** Opening Record extracts block **

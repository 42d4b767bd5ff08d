//! Declared query-parameter filters for list endpoints.
//!
//! Each endpoint lists the fields callers may filter on and how each field
//! matches. Undeclared query parameters are ignored; empty values mean "no
//! filter", matching the behaviour callers expect from HTML filter forms.

use serde_json::Value;

use crate::domain::contract::Record;

/// How a declared filter compares the record value to the parameter.
#[derive(Debug, Clone, Copy, PartialEq, Eq)]
pub enum FilterMode {
    /// Textual equality on the rendered value.
    Exact,
    /// Case-insensitive substring match.
    Contains,
}

/// One filterable field of a list endpoint.
#[derive(Debug, Clone)]
pub struct FilterSpec {
    field: String,
    mode: FilterMode,
}

impl FilterSpec {
    /// Exact-match filter on `field`.
    #[must_use]
    pub fn exact(field: impl Into<String>) -> Self {
        Self {
            field: field.into(),
            mode: FilterMode::Exact,
        }
    }

    /// Case-insensitive containment filter on `field`.
    #[must_use]
    pub fn contains(field: impl Into<String>) -> Self {
        Self {
            field: field.into(),
            mode: FilterMode::Contains,
        }
    }

    /// Query parameter (and record field) name.
    #[must_use]
    pub fn field(&self) -> &str {
        &self.field
    }

    fn matches(&self, record: &Record, needle: &str) -> bool {
        let Some(value) = record.get(&self.field).and_then(render_scalar) else {
            return false;
        };
        match self.mode {
            FilterMode::Exact => value == needle,
            FilterMode::Contains => value.to_lowercase().contains(&needle.to_lowercase()),
        }
    }
}

fn render_scalar(value: &Value) -> Option<String> {
    match value {
        Value::String(text) => Some(text.clone()),
        Value::Number(number) => Some(number.to_string()),
        Value::Bool(flag) => Some(flag.to_string()),
        _ => None,
    }
}

/// Retain the records matching every supplied filter parameter.
///
/// `params` is the request's decoded query string; only parameters matching
/// a declared spec participate.
#[must_use]
pub fn apply_filters(
    records: Vec<Record>,
    specs: &[FilterSpec],
    params: &[(String, String)],
) -> Vec<Record> {
    let mut records = records;
    for spec in specs {
        let Some((_, needle)) = params.iter().find(|(name, _)| name == spec.field()) else {
            continue;
        };
        if needle.is_empty() {
            continue;
        }
        records.retain(|record| spec.matches(record, needle));
    }
    records
}

#[cfg(test)]
mod tests {
    use super::*;
    use rstest::rstest;
    use serde_json::json;

    fn record(name: &str, status: u64) -> Record {
        let mut record = Record::new();
        record.insert("nickname".into(), json!(name));
        record.insert("status".into(), json!(status));
        record
    }

    fn fixtures() -> Vec<Record> {
        vec![record("Ada Lovelace", 1), record("Grace Hopper", 1), record("ada admin", 0)]
    }

    fn params(pairs: &[(&str, &str)]) -> Vec<(String, String)> {
        pairs
            .iter()
            .map(|(k, v)| ((*k).to_owned(), (*v).to_owned()))
            .collect()
    }

    #[rstest]
    #[case(&[("nickname", "ada")], 2)]
    #[case(&[("nickname", "ADA")], 2)]
    #[case(&[("nickname", "hopper")], 1)]
    #[case(&[("nickname", "turing")], 0)]
    fn contains_filter_is_case_insensitive(
        #[case] query: &[(&str, &str)],
        #[case] expected: usize,
    ) {
        let specs = [FilterSpec::contains("nickname")];
        let kept = apply_filters(fixtures(), &specs, &params(query));
        assert_eq!(kept.len(), expected);
    }

    #[test]
    fn exact_filter_compares_rendered_numbers() {
        let specs = [FilterSpec::exact("status")];
        let kept = apply_filters(fixtures(), &specs, &params(&[("status", "0")]));
        assert_eq!(kept.len(), 1);
        assert_eq!(kept[0].get("nickname"), Some(&json!("ada admin")));
    }

    #[test]
    fn filters_compose_with_and_semantics() {
        let specs = [FilterSpec::contains("nickname"), FilterSpec::exact("status")];
        let kept = apply_filters(
            fixtures(),
            &specs,
            &params(&[("nickname", "ada"), ("status", "1")]),
        );
        assert_eq!(kept.len(), 1);
    }

    #[test]
    fn empty_and_undeclared_parameters_are_ignored() {
        let specs = [FilterSpec::exact("status")];
        let kept = apply_filters(
            fixtures(),
            &specs,
            &params(&[("status", ""), ("page", "2"), ("unknown", "x")]),
        );
        assert_eq!(kept.len(), 3);
    }
}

** Closing Record extracts block **

== Task brief ==
Once you have read through the entries, say how many of their lines include the string "insert" and give nothing but that number.

== Task result ==
2